When John Riddle was a young boy, his father – owner of a small, independent appliance store – taught him an invaluable business lesson. “One Sunday, a lady called because her refrigerator had broken down,” John tells The CEO Magazine.

John Riddle, CEO of Howard

“My dad and I went straight to the store, loaded up a new fridge and took it to her home so she could save her food from spoiling. I was maybe 11, but even today, I remember the look on her face – it was gratitude. If you think of places that you’d tell your friends about, they’re usually influenced by the human being at that restaurant, hotel, dry cleaner or wherever. It’s the person who makes the difference.”

Growing up, John received an inside look into the industry thanks to the family’s appliance and television store. Since the shop was only three doors down from his home, he and his six older siblings spent endless hours there.

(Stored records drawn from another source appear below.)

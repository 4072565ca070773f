//! Tool results.

use serde::{Deserialize, Serialize};

/// Outcome of one tool invocation.
#[derive(Debug, Clone, Copy, PartialEq, Eq, Serialize, Deserialize)]
#[serde(rename_all = "lowercase")]
pub enum ToolStatus {
    /// The tool did what was asked.
    Success,
    /// The tool failed; see the message.
    Error,
}

/// Result of one executed tool, reported back to the agent loop.
///
/// `message` is what the agent sees on its next turn (file contents for
/// `read_file`, the path list for `list_files`, the error for failures).
/// `summary` is a short line for people watching the session.
#[derive(Debug, Clone, PartialEq, Eq, Serialize, Deserialize)]
pub struct ToolResult {
    /// Success or error.
    pub status: ToolStatus,
    /// Tag of the invocation that produced this result.
    pub tag: String,
    /// Full text for the agent's context.
    pub message: String,
    /// One-line human-facing summary.
    pub summary: String,
    /// Image bytes from `take_screenshot`.
    #[serde(skip)]
    pub payload: Option<Vec<u8>>,
}

impl ToolResult {
    /// Create a successful result.
    pub fn success(
        tag: impl Into<String>,
        message: impl Into<String>,
        summary: impl Into<String>,
    ) -> Self {
        Self {
            status: ToolStatus::Success,
            tag: tag.into(),
            message: message.into(),
            summary: summary.into(),
            payload: None,
        }
    }

    /// Create an error result.
    pub fn error(tag: impl Into<String>, message: impl Into<String>) -> Self {
        let tag = tag.into();
        let message = message.into();
        Self {
            status: ToolStatus::Error,
            summary: format!("Error <{tag}>: {message}"),
            tag,
            message,
            payload: None,
        }
    }

    /// Attach image bytes.
    pub fn with_payload(mut self, payload: Vec<u8>) -> Self {
        self.payload = Some(payload);
        self
    }

    /// Check if this is a successful result.
    pub fn is_success(&self) -> bool {
        self.status == ToolStatus::Success
    }

    /// The line fed back to the agent, e.g. `[delete_file] Deleted a.txt`.
    pub fn context_line(&self) -> String {
        match self.status {
            ToolStatus::Success => format!("[{}] {}", self.tag, self.message),
            ToolStatus::Error => format!("[System Error] <{}>: {}", self.tag, self.message),
        }
    }
}

#[cfg(test)]
#[allow(clippy::unwrap_used, clippy::expect_used)]
mod tests {
    use super::*;

    #[test]
    fn test_success_context_line() {
        let result = ToolResult::success("delete_file", "Deleted a.txt", "Deleted a.txt");

        assert!(result.is_success());
        assert_eq!(result.context_line(), "[delete_file] Deleted a.txt");
    }

    #[test]
    fn test_error_context_line() {
        let result = ToolResult::error("edit_file", "file not found: x.txt");

        assert!(!result.is_success());
        assert_eq!(
            result.context_line(),
            "[System Error] <edit_file>: file not found: x.txt"
        );
        assert_eq!(result.summary, "Error <edit_file>: file not found: x.txt");
    }

    #[test]
    fn test_payload_not_serialized() {
        let result = ToolResult::success("take_screenshot", "Captured.", "Screenshot captured")
            .with_payload(vec![1, 2, 3]);
        let json = serde_json::to_value(&result).expect("serialize");

        assert_eq!(json["status"], "success");
        assert!(json.get("payload").is_none());
    }
}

It was from his father that John learned the values of customer service, neighborliness and making everyone feel important. “The family business was all-encompassing, but it was a lot of fun,” he explains.

Great teams come about when leaders are frank and honest.

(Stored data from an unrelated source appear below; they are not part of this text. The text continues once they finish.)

//! In-memory project file store.

use std::collections::BTreeMap;
use std::fmt;
use std::panic::{AssertUnwindSafe, catch_unwind};

use serde::{Deserialize, Serialize};
use thiserror::Error;

use super::edit::{EditMode, split_lines};

/// Errors that can occur during file store operations
#[derive(Debug, Error, Clone, PartialEq, Eq)]
pub enum FsError {
    /// File not found
    #[error("file not found: {0}")]
    NotFound(String),
    /// Move target already exists
    #[error("destination {0} already exists; delete it first if you want to overwrite")]
    DestinationExists(String),
    /// Edit mode is not one of `replace`, `insert_after`, `delete`
    #[error("unknown edit mode: {0}")]
    UnknownEditMode(String),
    /// Edit reaches too far past the end of the file
    #[error("line {line} is out of range: file has {len} lines")]
    LineOutOfRange {
        /// Requested line
        line: usize,
        /// Current line count
        len: usize,
    },
}

/// A mutation that has just been applied to a [`VirtualFs`].
#[derive(Debug, Clone, PartialEq, Eq, Serialize, Deserialize)]
#[serde(tag = "kind", rename_all = "snake_case")]
pub enum ChangeEvent {
    /// A file was created or overwritten.
    Written {
        /// Path written.
        path: String,
    },
    /// A file was edited line-wise.
    Edited {
        /// Path edited.
        path: String,
    },
    /// A file was removed.
    Deleted {
        /// Path removed.
        path: String,
    },
    /// A file was renamed.
    Moved {
        /// Old path.
        from: String,
        /// New path.
        to: String,
    },
}

impl ChangeEvent {
    /// Paths touched by this change.
    pub fn paths(&self) -> Vec<&str> {
        match self {
            ChangeEvent::Written { path }
            | ChangeEvent::Edited { path }
            | ChangeEvent::Deleted { path } => vec![path],
            ChangeEvent::Moved { from, to } => vec![from, to],
        }
    }
}

/// Handle returned by [`VirtualFs::add_listener`].
#[derive(Debug, Clone, Copy, PartialEq, Eq, Hash)]
pub struct ListenerId(u64);

type Listener = Box<dyn Fn(&ChangeEvent) + Send + Sync>;

/// In-memory project filesystem.
///
/// Files are kept in a sorted map, so [`list`](Self::list) is already in
/// lexicographic order. Every successful mutation is followed by a
/// synchronous call to each registered listener.
///
/// # Example
///
/// ```rust
/// use metaforge::vfs::{EditMode, VirtualFs};
///
/// let mut fs = VirtualFs::new();
/// fs.write("notes.txt", "one\ntwo\nthree");
/// fs.edit_lines("notes.txt", 2, 2, EditMode::Replace, "TWO").unwrap();
///
/// assert_eq!(fs.read("notes.txt").unwrap(), "one\nTWO\nthree");
/// ```
#[derive(Default)]
pub struct VirtualFs {
    files: BTreeMap<String, String>,
    listeners: Vec<(ListenerId, Listener)>,
    next_listener: u64,
}

impl fmt::Debug for VirtualFs {
    fn fmt(&self, f: &mut fmt::Formatter<'_>) -> fmt::Result {
        f.debug_struct("VirtualFs")
            .field("files", &self.files.len())
            .field("listeners", &self.listeners.len())
            .finish_non_exhaustive()
    }
}

impl VirtualFs {
    /// Create an empty store.
    pub fn new() -> Self {
        Self::default()
    }

    /// Create a store pre-populated with files. No listeners are notified.
    pub fn from_files<I, P, C>(files: I) -> Self
    where
        I: IntoIterator<Item = (P, C)>,
        P: Into<String>,
        C: Into<String>,
    {
        Self {
            files: files
                .into_iter()
                .map(|(path, content)| (path.into(), content.into()))
                .collect(),
            ..Self::default()
        }
    }

    /// Register a change listener.
    ///
    /// Listeners run synchronously after each mutation. A listener that
    /// panics is logged and skipped; the mutation still stands.
    pub fn add_listener<F>(&mut self, listener: F) -> ListenerId
    where
        F: Fn(&ChangeEvent) + Send + Sync + 'static,
    {
        let id = ListenerId(self.next_listener);
        self.next_listener += 1;
        self.listeners.push((id, Box::new(listener)));
        id
    }

    /// Unregister a listener. Returns false if it was not registered.
    pub fn remove_listener(&mut self, id: ListenerId) -> bool {
        let before = self.listeners.len();
        self.listeners.retain(|(existing, _)| *existing != id);
        self.listeners.len() != before
    }

    fn notify(&self, event: ChangeEvent) {
        for (id, listener) in &self.listeners {
            if catch_unwind(AssertUnwindSafe(|| listener(&event))).is_err() {
                tracing::error!(listener = id.0, ?event, "change listener panicked");
            }
        }
    }

    /// Check whether a file exists.
    pub fn exists(&self, path: &str) -> bool {
        self.files.contains_key(path)
    }

    /// Read a whole file.
    pub fn read(&self, path: &str) -> Result<&str, FsError> {
        self.files
            .get(path)
            .map(String::as_str)
            .ok_or_else(|| FsError::NotFound(path.to_string()))
    }

    /// Read lines `start..=end` (1-based), clamped to the file.
    ///
    /// Returns an empty list if `start` is past the last line.
    pub fn read_lines(&self, path: &str, start: usize, end: usize) -> Result<Vec<String>, FsError> {
        let lines = split_lines(self.read(path)?);
        let from = start.saturating_sub(1);
        let to = end.min(lines.len());
        if from >= lines.len() || from >= to {
            return Ok(Vec::new());
        }
        Ok(lines[from..to].to_vec())
    }

    /// Create or overwrite a file.
    pub fn write(&mut self, path: &str, content: impl Into<String>) -> String {
        let content = content.into();
        let status = format!("Wrote {} bytes to {}", content.len(), path);
        self.files.insert(path.to_string(), content);
        self.notify(ChangeEvent::Written {
            path: path.to_string(),
        });
        status
    }

    /// Delete a file. Deleting a missing file is not an error.
    pub fn delete(&mut self, path: &str) -> String {
        if self.files.remove(path).is_none() {
            return format!("File {path} did not exist.");
        }
        self.notify(ChangeEvent::Deleted {
            path: path.to_string(),
        });
        format!("Deleted {path}")
    }

    /// Rename a file. Never overwrites an existing destination.
    pub fn rename(&mut self, path: &str, new_path: &str) -> Result<String, FsError> {
        if !self.exists(path) {
            return Err(FsError::NotFound(path.to_string()));
        }
        if self.exists(new_path) {
            return Err(FsError::DestinationExists(new_path.to_string()));
        }
        if let Some(content) = self.files.remove(path) {
            self.files.insert(new_path.to_string(), content);
        }
        self.notify(ChangeEvent::Moved {
            from: path.to_string(),
            to: new_path.to_string(),
        });
        Ok(format!("Moved {path} to {new_path}"))
    }

    /// All paths, sorted.
    pub fn list(&self) -> Vec<String> {
        self.files.keys().cloned().collect()
    }

    /// Number of files.
    pub fn len(&self) -> usize {
        self.files.len()
    }

    /// Whether the store has no files.
    pub fn is_empty(&self) -> bool {
        self.files.is_empty()
    }

    /// Borrow the whole path → content map.
    pub fn files(&self) -> &BTreeMap<String, String> {
        &self.files
    }

    /// Consume the store, returning its files.
    pub fn into_files(self) -> BTreeMap<String, String> {
        self.files
    }

    /// Apply a line-indexed edit.
    ///
    /// `new_text` is split on `\n` / `\r\n`; empty text adds no lines. The
    /// file is written back joined with `\n`.
    pub fn edit_lines(
        &mut self,
        path: &str,
        start: usize,
        end: usize,
        mode: EditMode,
        new_text: &str,
    ) -> Result<String, FsError> {
        let content = self
            .files
            .get_mut(path)
            .ok_or_else(|| FsError::NotFound(path.to_string()))?;

        let mut lines = split_lines(content);
        let new_lines = if new_text.is_empty() {
            Vec::new()
        } else {
            split_lines(new_text)
        };
        mode.apply(&mut lines, start, end, new_lines)?;
        *content = lines.join("\n");

        self.notify(ChangeEvent::Edited {
            path: path.to_string(),
        });
        Ok(format!("Edited {path} (Mode: {mode}, Lines: {start}-{end})"))
    }

    /// Like [`edit_lines`](Self::edit_lines), taking the mode by name.
    pub fn edit_lines_str(
        &mut self,
        path: &str,
        start: usize,
        end: usize,
        mode: &str,
        new_text: &str,
    ) -> Result<String, FsError> {
        if !self.exists(path) {
            return Err(FsError::NotFound(path.to_string()));
        }
        let mode = mode.parse()?;
        self.edit_lines(path, start, end, mode, new_text)
    }
}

“I learned so much about customer service by watching my dad. Then I had four years of hands-on training when I worked in one of his stores throughout college.” After graduating from York College in Pennsylvania with a Bachelor of Science in Business/Economics, John was approached by a representative from Maytag – and from there he never looked back.

After 22 years with Maytag, he was snapped up by one major brand after another, from Philips and Electrolux to Hisense and LG, from which he retired in 2018. But when John was brought on board as CEO of Howard’s in 2019, he felt as though he’d come full circle.

“Howard’s was built on much the same story and with the same principles as my family’s business,” John says. Howard Roach founded the company in 1946, the result of a small venture repairing radios in the back of a sporting goods store in California.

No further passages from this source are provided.